▶ [DATA FOR ANALYSIS]:
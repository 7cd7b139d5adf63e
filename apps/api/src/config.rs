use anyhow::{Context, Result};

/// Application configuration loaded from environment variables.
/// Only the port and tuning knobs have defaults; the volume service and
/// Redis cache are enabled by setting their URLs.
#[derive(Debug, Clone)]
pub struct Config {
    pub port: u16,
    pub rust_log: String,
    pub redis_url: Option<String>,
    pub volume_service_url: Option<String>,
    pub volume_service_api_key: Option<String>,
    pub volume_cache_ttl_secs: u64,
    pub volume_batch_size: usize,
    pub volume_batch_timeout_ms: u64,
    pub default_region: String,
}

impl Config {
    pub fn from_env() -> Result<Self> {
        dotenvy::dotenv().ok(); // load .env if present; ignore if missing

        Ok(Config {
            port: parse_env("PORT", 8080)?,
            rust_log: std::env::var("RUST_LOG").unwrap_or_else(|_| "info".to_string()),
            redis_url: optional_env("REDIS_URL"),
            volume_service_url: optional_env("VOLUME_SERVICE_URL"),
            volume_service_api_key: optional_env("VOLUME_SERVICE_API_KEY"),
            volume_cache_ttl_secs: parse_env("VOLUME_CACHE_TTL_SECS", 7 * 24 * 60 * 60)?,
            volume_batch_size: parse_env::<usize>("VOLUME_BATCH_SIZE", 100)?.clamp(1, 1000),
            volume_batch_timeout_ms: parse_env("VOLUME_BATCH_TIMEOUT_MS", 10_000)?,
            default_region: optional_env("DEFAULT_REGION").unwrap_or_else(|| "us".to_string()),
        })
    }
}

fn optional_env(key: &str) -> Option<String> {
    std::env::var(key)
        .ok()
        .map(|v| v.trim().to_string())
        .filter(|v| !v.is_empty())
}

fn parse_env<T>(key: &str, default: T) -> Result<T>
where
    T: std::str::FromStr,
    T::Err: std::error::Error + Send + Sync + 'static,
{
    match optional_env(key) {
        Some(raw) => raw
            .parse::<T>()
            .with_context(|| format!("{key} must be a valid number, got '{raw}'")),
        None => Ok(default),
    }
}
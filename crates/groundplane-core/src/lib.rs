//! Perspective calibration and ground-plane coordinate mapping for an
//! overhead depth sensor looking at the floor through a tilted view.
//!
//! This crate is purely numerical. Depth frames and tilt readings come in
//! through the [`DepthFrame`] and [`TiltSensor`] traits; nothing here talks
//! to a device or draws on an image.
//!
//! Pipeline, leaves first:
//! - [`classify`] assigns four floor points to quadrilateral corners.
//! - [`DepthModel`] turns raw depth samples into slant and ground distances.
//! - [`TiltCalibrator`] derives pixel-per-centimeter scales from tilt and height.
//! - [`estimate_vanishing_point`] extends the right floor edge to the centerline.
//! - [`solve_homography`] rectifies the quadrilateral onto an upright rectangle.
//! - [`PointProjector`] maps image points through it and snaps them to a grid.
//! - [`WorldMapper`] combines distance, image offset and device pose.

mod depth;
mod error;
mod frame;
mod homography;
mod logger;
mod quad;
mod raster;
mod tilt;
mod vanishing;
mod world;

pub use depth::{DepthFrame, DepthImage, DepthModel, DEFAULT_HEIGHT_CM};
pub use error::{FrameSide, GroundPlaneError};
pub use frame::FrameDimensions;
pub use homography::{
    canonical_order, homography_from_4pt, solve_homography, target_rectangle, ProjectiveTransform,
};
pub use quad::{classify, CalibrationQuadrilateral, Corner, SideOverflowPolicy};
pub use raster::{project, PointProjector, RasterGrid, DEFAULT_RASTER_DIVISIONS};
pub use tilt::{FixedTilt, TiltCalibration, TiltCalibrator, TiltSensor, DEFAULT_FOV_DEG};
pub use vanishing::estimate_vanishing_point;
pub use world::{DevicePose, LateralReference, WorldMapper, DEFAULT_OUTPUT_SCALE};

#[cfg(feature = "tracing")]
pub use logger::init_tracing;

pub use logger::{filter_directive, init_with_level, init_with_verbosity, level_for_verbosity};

▶ [EXERCISE OBJECTIVE]: What lines in the entries contain "filename"? Report each one by copying it.

▶ [THE ANSWER]:
filename apps/api/src/config.rs
filename crates/groundplane-core/src/lib.rs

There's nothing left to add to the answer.